American screenwriter

Terry P. Rossio (born July 2, 1960) is an American screenwriter and film producer. He co-wrote the films Aladdin, The Mask of Zorro, Shrek, and all five of the Pirates of the Caribbean series. For Shrek, he was nominated for the Academy Award for Best Adapted Screenplay, and won the Annie Award for Writing in a Feature Production and BAFTA Award for Best Adapted Screenplay. He often collaborates with fellow screenwriter Ted Elliott.

==Life and career==
Rossio was born in Kalamazoo, Michigan. After graduating from Saddleback High School in Santa Ana, California, he went on to study at California State University, Fullerton where he received his Bachelor of Arts in Communications, with an emphasis in radio, television and film. He is the founder of Wordplay, also known as Wordplayer.com, one of the premier screenwriting sites on the Internet.
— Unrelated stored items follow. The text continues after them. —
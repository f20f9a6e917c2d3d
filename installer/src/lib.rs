//! wirefetch command-line library.
//!
//! This crate holds everything behind the `wirefetch` binary so it can be
//! exercised without spawning a process.
//!
//! # Modules
//!
//! - [`cli`] - Command-line argument definitions
//! - [`commands`] - Command implementations over the `wirefetch` library
//! - [`dirs`] - Platform configuration directory lookup
//! - [`output`] - Error, table, and JSON rendering
//! - [`progress`] - Download progress lines and byte formatting

pub mod cli;
pub mod commands;
pub mod dirs;
pub mod output;
pub mod progress;
//! Shared test utilities: archive builders, descriptor text, and a stub
//! HTTP transport.

use crate::http::{HttpTransport, ProgressObserver, TransportError};
use crate::staging::STAGING_PREFIX;
use camino::{Utf8Path, Utf8PathBuf};
use flate2::Compression;
use flate2::write::GzEncoder;
use std::cell::RefCell;
use std::collections::HashMap;
use std::fs::File;
use std::io::Write;
use tempfile::TempDir;
use zip::write::SimpleFileOptions;

/// Creates a temporary directory and returns it with its UTF-8 path.
///
/// Keep the guard alive for as long as the directory is needed.
pub fn utf8_tempdir() -> (TempDir, Utf8PathBuf) {
    let dir = tempfile::tempdir().expect("temp dir");
    let path = Utf8PathBuf::try_from(dir.path().to_path_buf()).expect("utf8 temp path");
    (dir, path)
}

/// Lists staging directories directly inside `root`.
pub fn staging_dirs(root: &Utf8Path) -> Vec<Utf8PathBuf> {
    let Ok(entries) = root.read_dir_utf8() else {
        return Vec::new();
    };
    entries
        .filter_map(Result::ok)
        .filter(|entry| entry.file_name().starts_with(STAGING_PREFIX))
        .map(|entry| entry.path().to_owned())
        .collect()
}

/// Text of a version descriptor declaring `major.minor.revision`.
pub fn descriptor_source(major: u32, minor: u32, revision: u32) -> String {
    format!(
        concat!(
            "<?php namespace ProcessWire;\n",
            "class ProcessWire extends Wire {{\n",
            "\tconst versionMajor = {};\n",
            "\tconst versionMinor = {};\n",
            "\tconst versionRevision = {};\n",
            "\tconst versionSuffix = '';\n",
            "}}\n"
        ),
        major, minor, revision
    )
}

/// Writes a ZIP archive. Names ending in `/` become directories.
pub fn write_zip(path: &Utf8Path, entries: &[(&str, &[u8])]) {
    let mut writer = zip::ZipWriter::new(File::create(path).expect("create zip"));
    let options = SimpleFileOptions::default();
    for (name, contents) in entries {
        if name.ends_with('/') {
            writer.add_directory(*name, options).expect("add directory");
        } else {
            writer.start_file(*name, options).expect("start file");
            writer.write_all(contents).expect("write entry");
        }
    }
    writer.finish().expect("finish zip");
}

/// Writes a gzip-compressed tarball. Names ending in `/` become directories.
pub fn write_tar_gz(path: &Utf8Path, entries: &[(&str, &[u8])]) {
    let encoder = GzEncoder::new(File::create(path).expect("create tarball"), Compression::default());
    let mut builder = tar::Builder::new(encoder);
    for (name, contents) in entries {
        let mut header = tar::Header::new_gnu();
        if name.ends_with('/') {
            header.set_entry_type(tar::EntryType::Directory);
            header.set_mode(0o755);
            header.set_size(0);
            builder
                .append_data(&mut header, name, std::io::empty())
                .expect("append directory");
        } else {
            header.set_entry_type(tar::EntryType::Regular);
            header.set_mode(0o644);
            header.set_size(contents.len() as u64);
            builder
                .append_data(&mut header, name, *contents)
                .expect("append file");
        }
    }
    let encoder = builder.into_inner().expect("finish tar");
    encoder.finish().expect("finish gzip");
}

/// The archive layout of a minimal release, rooted like a GitHub download.
pub fn release_entries(root: &str) -> Vec<(String, Vec<u8>)> {
    vec![
        (format!("{root}/"), Vec::new()),
        (format!("{root}/index.php"), b"<?php // bootstrap".to_vec()),
        (format!("{root}/LICENSE.TXT"), b"MPL".to_vec()),
        (format!("{root}/CHANGELOG.md"), b"# Changes".to_vec()),
        (format!("{root}/wire/core/"), Vec::new()),
        (
            format!("{root}/wire/core/ProcessWire.php"),
            descriptor_source(3, 0, 184).into_bytes(),
        ),
        (format!("{root}/site-blank/install/"), Vec::new()),
        (format!("{root}/site-blank/install/install.sql"), b"--".to_vec()),
    ]
}

/// Borrow owned entries in the shape the writers expect.
pub fn borrow_entries(entries: &[(String, Vec<u8>)]) -> Vec<(&str, &[u8])> {
    entries
        .iter()
        .map(|(name, contents)| (name.as_str(), contents.as_slice()))
        .collect()
}

/// Bytes of a release ZIP built in memory.
pub fn release_zip_bytes(root: &str) -> Vec<u8> {
    let (_guard, dir) = utf8_tempdir();
    let path = dir.join("release.zip");
    let entries = release_entries(root);
    write_zip(&path, &borrow_entries(&entries));
    std::fs::read(&path).expect("read release zip")
}

#[derive(Debug, Clone)]
enum Reply {
    Body(Vec<u8>),
    Status(u16),
    Failure,
}

/// An [`HttpTransport`] answering from canned replies.
///
/// Unknown URLs answer 404. Every request is recorded as `"<METHOD> <url>"`.
#[derive(Debug, Default)]
pub struct StubTransport {
    texts: HashMap<String, Reply>,
    heads: HashMap<String, Reply>,
    downloads: HashMap<String, Reply>,
    requests: RefCell<Vec<String>>,
}

impl StubTransport {
    /// Answer GETs of `url` with `body`.
    #[must_use]
    pub fn with_text(mut self, url: impl Into<String>, body: impl Into<String>) -> Self {
        self.texts
            .insert(url.into(), Reply::Body(body.into().into_bytes()));
        self
    }

    /// Answer GETs of `url` with `status`.
    #[must_use]
    pub fn with_text_status(mut self, url: impl Into<String>, status: u16) -> Self {
        self.texts.insert(url.into(), Reply::Status(status));
        self
    }

    /// Answer HEADs of `url` with `status`.
    #[must_use]
    pub fn with_head(mut self, url: impl Into<String>, status: u16) -> Self {
        self.heads.insert(url.into(), Reply::Status(status));
        self
    }

    /// Answer downloads of `url` with `body`.
    #[must_use]
    pub fn with_download(mut self, url: impl Into<String>, body: Vec<u8>) -> Self {
        self.downloads.insert(url.into(), Reply::Body(body));
        self
    }

    /// Answer downloads of `url` with `status`.
    #[must_use]
    pub fn with_download_status(mut self, url: impl Into<String>, status: u16) -> Self {
        self.downloads.insert(url.into(), Reply::Status(status));
        self
    }

    /// Fail every kind of request to `url` at the transport level.
    #[must_use]
    pub fn with_failure(mut self, url: impl Into<String>) -> Self {
        let url = url.into();
        self.texts.insert(url.clone(), Reply::Failure);
        self.heads.insert(url.clone(), Reply::Failure);
        self.downloads.insert(url, Reply::Failure);
        self
    }

    /// Requests received so far.
    pub fn requests(&self) -> Vec<String> {
        self.requests.borrow().clone()
    }

    fn record(&self, method: &str, url: &str, replies: &HashMap<String, Reply>) -> Reply {
        self.requests.borrow_mut().push(format!("{method} {url}"));
        replies.get(url).cloned().unwrap_or(Reply::Status(404))
    }
}

fn status_error(url: &str, status: u16) -> TransportError {
    TransportError::Status {
        url: url.to_owned(),
        status,
    }
}

fn transport_failure(url: &str) -> TransportError {
    TransportError::Transport {
        url: url.to_owned(),
        reason: "connection refused".to_owned(),
    }
}

impl HttpTransport for StubTransport {
    fn get_text(&self, url: &str) -> Result<String, TransportError> {
        match self.record("GET", url, &self.texts) {
            Reply::Body(body) => Ok(String::from_utf8_lossy(&body).into_owned()),
            Reply::Status(status) => Err(status_error(url, status)),
            Reply::Failure => Err(transport_failure(url)),
        }
    }

    fn head_status(&self, url: &str) -> Result<u16, TransportError> {
        match self.record("HEAD", url, &self.heads) {
            Reply::Body(_) => Ok(200),
            Reply::Status(status) => Ok(status),
            Reply::Failure => Err(transport_failure(url)),
        }
    }

    fn download(
        &self,
        url: &str,
        sink: &mut dyn Write,
        progress: &mut dyn ProgressObserver,
    ) -> Result<u64, TransportError> {
        match self.record("DOWNLOAD", url, &self.downloads) {
            Reply::Body(body) => {
                sink.write_all(&body).map_err(|source| TransportError::Io {
                    url: url.to_owned(),
                    source,
                })?;
                let len = body.len() as u64;
                progress.on_progress(Some(len), len);
                Ok(len)
            }
            Reply::Status(status) => Err(status_error(url, status)),
            Reply::Failure => Err(transport_failure(url)),
        }
    }
}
Along with his writing partner Ted Elliott, Rossio has written some of the most successful American films of the past 30 years, including Aladdin, Pirates of the Caribbean: The Curse of the Black Pearl and Shrek. He is the eleventh-most successful screenwriter of all time in terms of domestic box office receipts with totals at around $5.5 billion. In May 1993, Rossio and Elliott were hired by TriStar Pictures to write a screenplay for Godzilla, which featured Godzilla battling a shape-shifting alien in New York. Their script was dropped by Roland Emmerich in favor of a new script of his own co–written with Dean Devlin. However, Rossio and Elliott retained a "Story By" credit.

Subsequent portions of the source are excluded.